土木学会誌5月号モニター回答
海外リポート 揚子江河口地域発展の起爆剤
国作りに驀進する中国の姿が大変に印象深い。もしかしたら中国の現在の体制は、資本主義と共産主義の中途半端な合体ではなく、両者の長所をうまく取り入れた経済マシーンとなりつつあるのではないか、という印象さえ受けた。
(新日本製鐵(株) 冨永知徳)
現在、国内でも幾つか空港建設の槌音が聞かれている。この記事は大変興味があり、内容に新鮮なものが多く勉強になった。 空港や港湾の事業計画はアジア諸国と日本の間に熾烈なハブ争いがあり、しかも大規模土木事業で工期・費用がかかるため、このような事例はより詳細な技術資料を欲する読者も多いと思われる。ただ、学会誌のこのジャンルで扱われる以上はやむを得ないとは理解した。 写真が多いことがイメージアップを助けるものであった。しかし、河口域にもかかわらず地盤改良が大規模になっていない、干拓事業の成果物として用地造成を達成する、などの工学的内容に関しては図面による説明をお願いしたい。
(鹿島建設梶@中込國喜)
本論は、国際空港建設の大プロジェクトの報告であり興味深かった。おおきなプロジェクトが少なくなるなかで、海外工事の進行考え方の違いも伝わって良かった。リポートのなかで、JICAによる技術協力について簡単に説明されていたものの、もう少し日本とのかかわりについて、現在の関係、今後の展開、展望といった内容を紹介してほしかった。
(電源開発 喜多村雄一)
アジアの空港建設の話を耳にするたびに、日本人としては焦りを感じる。日本の空港の現状を考えれば皆同様に感じるであろう。世界有数の経済都市でありながら、東京の国際空港は遠くて狭い。アジアのハブ空港になる資格なんて到底ない。広大な土地があり、社会主義国家の中国と比較しても、土俵が違うのだから意味はないが、アジアの経済的中心にならんとする志は同じである。何か日本に良い方策はないのだろうか。
(首都高速道路公団 福田朋志)
日本とは違う空港建設の過程が書かれており驚くことが多かった。
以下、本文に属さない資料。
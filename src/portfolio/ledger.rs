//! Portfolio Ledger - Trade log with derived average-cost positions

use chrono::{DateTime, Utc};
use rust_decimal::Decimal;
use std::collections::HashMap;
use tracing::{debug, info, warn};

use crate::error::{AnalyticsError, Result};
use crate::types::{InstrumentId, TradeRecord};

use super::position::{replay, PositionView, Replay};
use super::stats::PortfolioStats;
use super::{PortfolioSnapshot, TradeView};

/// Append-only trade ledger.
///
/// Trades are the only stored state; positions are cached replays that are
/// recomputed for an instrument whenever one of its trades is recorded.
#[derive(Debug, Clone, Default)]
pub struct Ledger {
    /// Trades in the order they were recorded
    trades: Vec<TradeRecord>,
    /// Cached replay per instrument
    replays: HashMap<InstrumentId, Replay>,
    /// Latest observed market price per instrument
    marks: HashMap<InstrumentId, Decimal>,
}

fn validate(trade: &TradeRecord) -> Result<()> {
    if trade.amount <= Decimal::ZERO {
        return Err(AnalyticsError::InvalidTrade(format!(
            "amount must be positive, got {}",
            trade.amount
        )));
    }
    if trade.price <= Decimal::ZERO {
        return Err(AnalyticsError::InvalidTrade(format!(
            "price must be positive, got {}",
            trade.price
        )));
    }
    if trade.fee < Decimal::ZERO {
        return Err(AnalyticsError::InvalidTrade(format!(
            "fee must not be negative, got {}",
            trade.fee
        )));
    }
    if trade.id.trim().is_empty() {
        return Err(AnalyticsError::InvalidTrade("trade id is empty".to_string()));
    }
    if trade.amount.checked_mul(trade.price).is_none() {
        return Err(AnalyticsError::InvalidTrade(format!(
            "notional of {} x {} is out of range",
            trade.amount, trade.price
        )));
    }
    Ok(())
}

impl Ledger {
    pub fn new() -> Self {
        Self::default()
    }

    /// Append a confirmed trade and recompute its instrument's position.
    ///
    /// The trade is not recorded if it is malformed, reuses an id, or would
    /// make any sell of the instrument exceed the holding at that point.
    pub fn record_trade(&mut self, trade: TradeRecord) -> Result<PositionView> {
        if let Err(e) = validate(&trade) {
            warn!(id = %trade.id, instrument = %trade.instrument, error = %e, "Rejected trade");
            return Err(e);
        }
        if self.trades.iter().any(|t| t.id == trade.id) {
            warn!(id = %trade.id, "Rejected duplicate trade id");
            return Err(AnalyticsError::InvalidTrade(format!(
                "duplicate trade id {}",
                trade.id
            )));
        }

        let instrument = trade.instrument.clone();
        let candidate = replay(
            &instrument,
            self.trades.iter().chain(std::iter::once(&trade)),
        )
        .map_err(|e| {
            warn!(id = %trade.id, %instrument, error = %e, "Rejected trade");
            e
        })?;

        debug!(
            id = %trade.id,
            %instrument,
            side = %trade.side,
            amount = %trade.amount,
            price = %trade.price,
            base = %candidate.position.base_amount,
            realized = %candidate.position.realized_pnl,
            "Trade recorded"
        );

        let position = candidate.position.clone();
        self.trades.push(trade);
        self.replays.insert(instrument.clone(), candidate);
        let mark = self.current_price(&instrument).unwrap_or_default();
        Ok(PositionView::new(position, mark))
    }

    /// Update the mark price used for unrealized P&L
    pub fn mark_price(&mut self, instrument: &InstrumentId, price: Decimal) -> Result<()> {
        if price <= Decimal::ZERO {
            return Err(AnalyticsError::InvalidSample { price });
        }
        self.marks.insert(instrument.clone(), price);
        Ok(())
    }

    /// Mark price, falling back to the price of the last trade
    pub fn current_price(&self, instrument: &InstrumentId) -> Option<Decimal> {
        self.marks
            .get(instrument)
            .copied()
            .or_else(|| self.replays.get(instrument)?.last_trade_price)
    }

    fn view(&self, instrument: &InstrumentId) -> Option<PositionView> {
        let replay = self.replays.get(instrument)?;
        let mark = self.current_price(instrument).unwrap_or_default();
        Some(PositionView::new(replay.position.clone(), mark))
    }

    /// Position valued at the current mark price
    pub fn position(&self, instrument: &InstrumentId) -> Option<PositionView> {
        self.view(instrument)
    }

    /// Position valued at an explicit price
    pub fn position_at(&self, instrument: &InstrumentId, price: Decimal) -> Option<PositionView> {
        let replay = self.replays.get(instrument)?;
        Some(PositionView::new(replay.position.clone(), price))
    }

    /// All positions, ordered by instrument
    pub fn positions(&self) -> Vec<PositionView> {
        let mut ids: Vec<&InstrumentId> = self.replays.keys().collect();
        ids.sort();
        ids.into_iter().filter_map(|id| self.view(id)).collect()
    }

    pub fn stats(&self) -> PortfolioStats {
        let positions = self.positions();
        let mut ids: Vec<&InstrumentId> = self.replays.keys().collect();
        ids.sort();
        let closed = ids
            .into_iter()
            .filter_map(|id| self.replays.get(id))
            .flat_map(|r| r.closed.iter());
        PortfolioStats::compute(&positions, &self.trades, closed)
    }

    /// Trades annotated with notional value, newest first
    pub fn trade_history(&self, limit: Option<usize>) -> Vec<TradeView> {
        let realized: HashMap<&str, Decimal> = self
            .replays
            .values()
            .flat_map(|r| r.closed.iter())
            .map(|c| (c.trade_id.as_str(), c.realized_pnl))
            .collect();

        // Reverse first so equal timestamps list the later-recorded trade first
        let mut ordered: Vec<&TradeRecord> = self.trades.iter().rev().collect();
        ordered.sort_by(|a, b| b.ts.cmp(&a.ts));

        ordered
            .into_iter()
            .take(limit.unwrap_or(usize::MAX))
            .map(|t| TradeView {
                trade: t.clone(),
                notional_value: t.notional(),
                realized_pnl: realized.get(t.id.as_str()).copied(),
            })
            .collect()
    }

    /// Trades of one instrument in recording order
    pub fn trades_for(&self, instrument: &InstrumentId) -> Vec<TradeRecord> {
        self.trades
            .iter()
            .filter(|t| &t.instrument == instrument)
            .cloned()
            .collect()
    }

    pub fn trades(&self) -> &[TradeRecord] {
        &self.trades
    }

    pub fn trade_count(&self) -> usize {
        self.trades.len()
    }

    /// Drop all trades, positions and marks
    pub fn clear(&mut self) {
        info!(trades = self.trades.len(), "Ledger cleared");
        self.trades.clear();
        self.replays.clear();
        self.marks.clear();
    }

    /// Serializable view of the current state
    pub fn export_snapshot(&self) -> PortfolioSnapshot {
        self.snapshot_at(Utc::now())
    }

    pub fn snapshot_at(&self, exported_at: DateTime<Utc>) -> PortfolioSnapshot {
        PortfolioSnapshot {
            trades: self.trades.clone(),
            positions: self.positions(),
            stats: self.stats(),
            exported_at,
        }
    }

    /// Rebuild a ledger from an exported snapshot.
    ///
    /// Trades are re-validated; on error the current state is left untouched.
    pub fn restore(&mut self, snapshot: &PortfolioSnapshot) -> Result<()> {
        let mut fresh = Ledger::new();
        for trade in &snapshot.trades {
            fresh.record_trade(trade.clone())?;
        }
        for view in &snapshot.positions {
            if view.mark_price > Decimal::ZERO {
                fresh.marks.insert(view.position.instrument.clone(), view.mark_price);
            }
        }
        info!(
            trades = fresh.trades.len(),
            exported_at = %snapshot.exported_at,
            "Ledger restored from snapshot"
        );
        *self = fresh;
        Ok(())
    }
}

#[cfg(test)]
mod tests {
    use super::*;
    use crate::types::Side;
    use rust_decimal_macros::dec;

    fn id() -> InstrumentId {
        InstrumentId::new("flow-usdc")
    }

    fn trade(id: &str, side: Side, amount: Decimal, price: Decimal, ts: i64) -> TradeRecord {
        TradeRecord::new("flow-usdc", side, amount, price, ts).with_id(id)
    }

    #[test]
    fn test_record_and_position() {
        let mut ledger = Ledger::new();
        ledger
            .record_trade(trade("a", Side::Buy, dec!(10), dec!(2.00), 1))
            .unwrap();
        let view = ledger
            .record_trade(trade("b", Side::Sell, dec!(4), dec!(3.00), 2))
            .unwrap();

        assert_eq!(view.position.base_amount, dec!(6));
        assert_eq!(view.position.base_avg_cost, dec!(2.00));
        assert_eq!(view.position.realized_pnl, dec!(4.00));
        // No mark yet: valued at the last trade price
        assert_eq!(view.mark_price, dec!(3.00));
        assert_eq!(view.unrealized_pnl, dec!(6));

        ledger.mark_price(&id(), dec!(2.5)).unwrap();
        let view = ledger.position(&id()).unwrap();
        assert_eq!(view.unrealized_pnl, dec!(3));
        assert_eq!(view.total_pnl, dec!(7));
    }

    #[test]
    fn test_invalid_trades_are_not_recorded() {
        let mut ledger = Ledger::new();
        assert!(matches!(
            ledger.record_trade(trade("a", Side::Buy, dec!(0), dec!(2), 1)),
            Err(AnalyticsError::InvalidTrade(_))
        ));
        assert!(matches!(
            ledger.record_trade(trade("b", Side::Buy, dec!(1), dec!(-2), 1)),
            Err(AnalyticsError::InvalidTrade(_))
        ));
        assert!(matches!(
            ledger.record_trade(trade("c", Side::Buy, dec!(1), dec!(2), 1).with_fee(dec!(-1))),
            Err(AnalyticsError::InvalidTrade(_))
        ));
        assert!(matches!(
            ledger.record_trade(trade("d", Side::Sell, dec!(1), dec!(2), 1)),
            Err(AnalyticsError::InsufficientPosition { .. })
        ));
        assert_eq!(ledger.trade_count(), 0);
        assert!(ledger.position(&id()).is_none());
    }

    #[test]
    fn test_out_of_order_insert_cannot_break_history() {
        let mut ledger = Ledger::new();
        ledger
            .record_trade(trade("a", Side::Buy, dec!(5), dec!(1), 10))
            .unwrap();
        ledger
            .record_trade(trade("b", Side::Sell, dec!(5), dec!(2), 20))
            .unwrap();
        // A sell back-dated before the buy would oversell at ts=5
        let err = ledger
            .record_trade(trade("c", Side::Sell, dec!(1), dec!(2), 5))
            .unwrap_err();
        assert!(matches!(err, AnalyticsError::InsufficientPosition { .. }));
        assert_eq!(ledger.trade_count(), 2);
    }

    #[test]
    fn test_out_of_range_trades_are_rejected() {
        let mut ledger = Ledger::new();
        let huge = dec!(100000000000000000000);
        let err = ledger
            .record_trade(trade("a", Side::Buy, huge, huge, 1))
            .unwrap_err();
        assert!(matches!(err, AnalyticsError::InvalidTrade(_)));
        assert_eq!(ledger.trade_count(), 0);
        assert!(ledger.position(&id()).is_none());

        // Valid on its own, but the running quote outflow leaves the range
        let big = dec!(100000000000000);
        ledger
            .record_trade(trade("b", Side::Buy, big, big, 2))
            .unwrap();
        let err = ledger
            .record_trade(trade("c", Side::Buy, Decimal::MAX / big, big, 3))
            .unwrap_err();
        assert!(matches!(err, AnalyticsError::InvalidTrade(_)));
        assert_eq!(ledger.trade_count(), 1);
        assert_eq!(ledger.position(&id()).unwrap().position.base_amount, big);
        let stats = ledger.stats();
        assert_eq!(stats.trade_count, 1);
        assert_eq!(stats.best_trade, big * big);
    }

    #[test]
    fn test_duplicate_id_rejected() {
        let mut ledger = Ledger::new();
        ledger
            .record_trade(trade("a", Side::Buy, dec!(1), dec!(1), 1))
            .unwrap();
        assert!(ledger
            .record_trade(trade("a", Side::Buy, dec!(1), dec!(1), 2))
            .is_err());
    }

    #[test]
    fn test_trade_history_newest_first() {
        let mut ledger = Ledger::new();
        ledger
            .record_trade(trade("a", Side::Buy, dec!(2), dec!(1), 1))
            .unwrap();
        ledger
            .record_trade(trade("b", Side::Buy, dec!(1), dec!(3), 3))
            .unwrap();
        ledger
            .record_trade(trade("c", Side::Sell, dec!(1), dec!(5), 2))
            .unwrap();

        let history = ledger.trade_history(None);
        let ids: Vec<&str> = history.iter().map(|t| t.trade.id.as_str()).collect();
        assert_eq!(ids, vec!["b", "c", "a"]);
        assert_eq!(history[0].notional_value, dec!(3));
        assert_eq!(history[1].realized_pnl, Some(dec!(4)));
        assert_eq!(history[0].realized_pnl, None);

        assert_eq!(ledger.trade_history(Some(2)).len(), 2);
    }

    #[test]
    fn test_clear_resets_everything() {
        let mut ledger = Ledger::new();
        ledger
            .record_trade(trade("a", Side::Buy, dec!(1), dec!(1), 1))
            .unwrap();
        ledger.mark_price(&id(), dec!(2)).unwrap();
        ledger.clear();
        assert_eq!(ledger.trade_count(), 0);
        assert!(ledger.positions().is_empty());
        assert_eq!(ledger.current_price(&id()), None);
        assert_eq!(ledger.stats(), PortfolioStats::default());
    }

    #[test]
    fn test_snapshot_restore_roundtrip() {
        let mut ledger = Ledger::new();
        ledger
            .record_trade(trade("a", Side::Buy, dec!(10), dec!(2), 1))
            .unwrap();
        ledger
            .record_trade(trade("b", Side::Sell, dec!(3), dec!(2.5), 2))
            .unwrap();
        ledger.mark_price(&id(), dec!(2.2)).unwrap();

        let snapshot = ledger.export_snapshot();
        let json = serde_json::to_string(&snapshot).unwrap();
        let parsed: PortfolioSnapshot = serde_json::from_str(&json).unwrap();

        let mut restored = Ledger::new();
        restored.restore(&parsed).unwrap();
        assert_eq!(restored.positions(), ledger.positions());
        assert_eq!(restored.stats(), ledger.stats());
    }
}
日本では空港を建設するに当たって住民移転が大きな問題となるが、この場合移転することにより生活レベルが格段に上昇するといった充実した補償がなされたことにより、そのような問題は発生しなかった。これは新聞などでもよく書かれているためか、私の頭の中に空港建設=住民移転問題のような考え方があったので非常に驚いた。しかし移転地区が数kmしか離れていないこと、および移転戸数が少なかったこと等からできたと書かれているように、一般的にはやはり長年住んでいた場所を移転するというのは難しい問題であると思う。
(鳥取大学 飯田奈穂)
この記事で、まず思ったのが、「21世紀はやはり中国の時代か?」ということと、「日本には、将来、アジアのハブ空港となる空港は造れないのか?」ということである。上海浦東国際空港の最終形は、2500haの敷地に、4000m×60mの滑走路をパラレルに4本である。日本では、大都市圏に、このような空港を整備するのは、非常に難しいと思われる。ひとつの案としては、海上のフロート式空港があり、もうひとつは、日本の空港は、アジアのハブにならず、どの空港からもアジアの他国にあるハブ空港に便を結んで、そこから全世界に向かうという手である。考えてみれば、東京〜上海の距離は、たとえば、ニューヨーク〜シカゴ程のスケールでしかないのだ。アメリカでは、ハブ・アンド・スポークという考え方で、どの地方空港からも全米に行けて、しかも旅客を集約するので、非常に安い運賃が実現している。日本の選ぶ道は、果たしてどちらなのか?あくまで、アジアの中心でいたいのか?それとも、利用者のメリットをとるか?これから、もっともっと、真剣に議論がなされていきそうな気がする。そのときには、国民投票などにより、必ずみんなで、決めたいものである。
(日本鉄道建設公団 松田康治)
近年アジア地域での空港整備が進んでいるようです。日本の場合は用地不足、建設費高騰で離発着料も高くなり外国からは敬遠されていると聞き及んでいます。大規模な開発用地がある国はやはり有利なのでしょうか。土木事業の特色についても用地確保方法などで自然の力を利用する奇抜なアイデアを用いている点に興味を覚えるとともに、大胆な発想に感心しました。拠点空港の整備もさることながら、海外の発展に負けないよう、日本の都市も独自色を発揮するような都市整備が必要でしょう。新興都市に比べて既存都市の開発にあたっては難点が多いと思いますが、さらなる発展を目指して頑張っていきたいものです。
(本州四国連絡橋公団 林 昌弘)
著しい発展を続ける上海についての記事であり,これ自体非常に意味のあるものと考えられる.そのなかで,特に私の目を引いたのが,「スムーズな住民移転のカラクリ」や「すさまじい建設スピード」といった中国ならではの状況である.例えば,工事用道路を整備せず水運を採用することが述べられているが,中国は古くは"南船北馬"であったことは知られているものの,自動車交通が発達した現在においても,その地にあった方法が生き残って採用され続けていることは,興味深いものであった。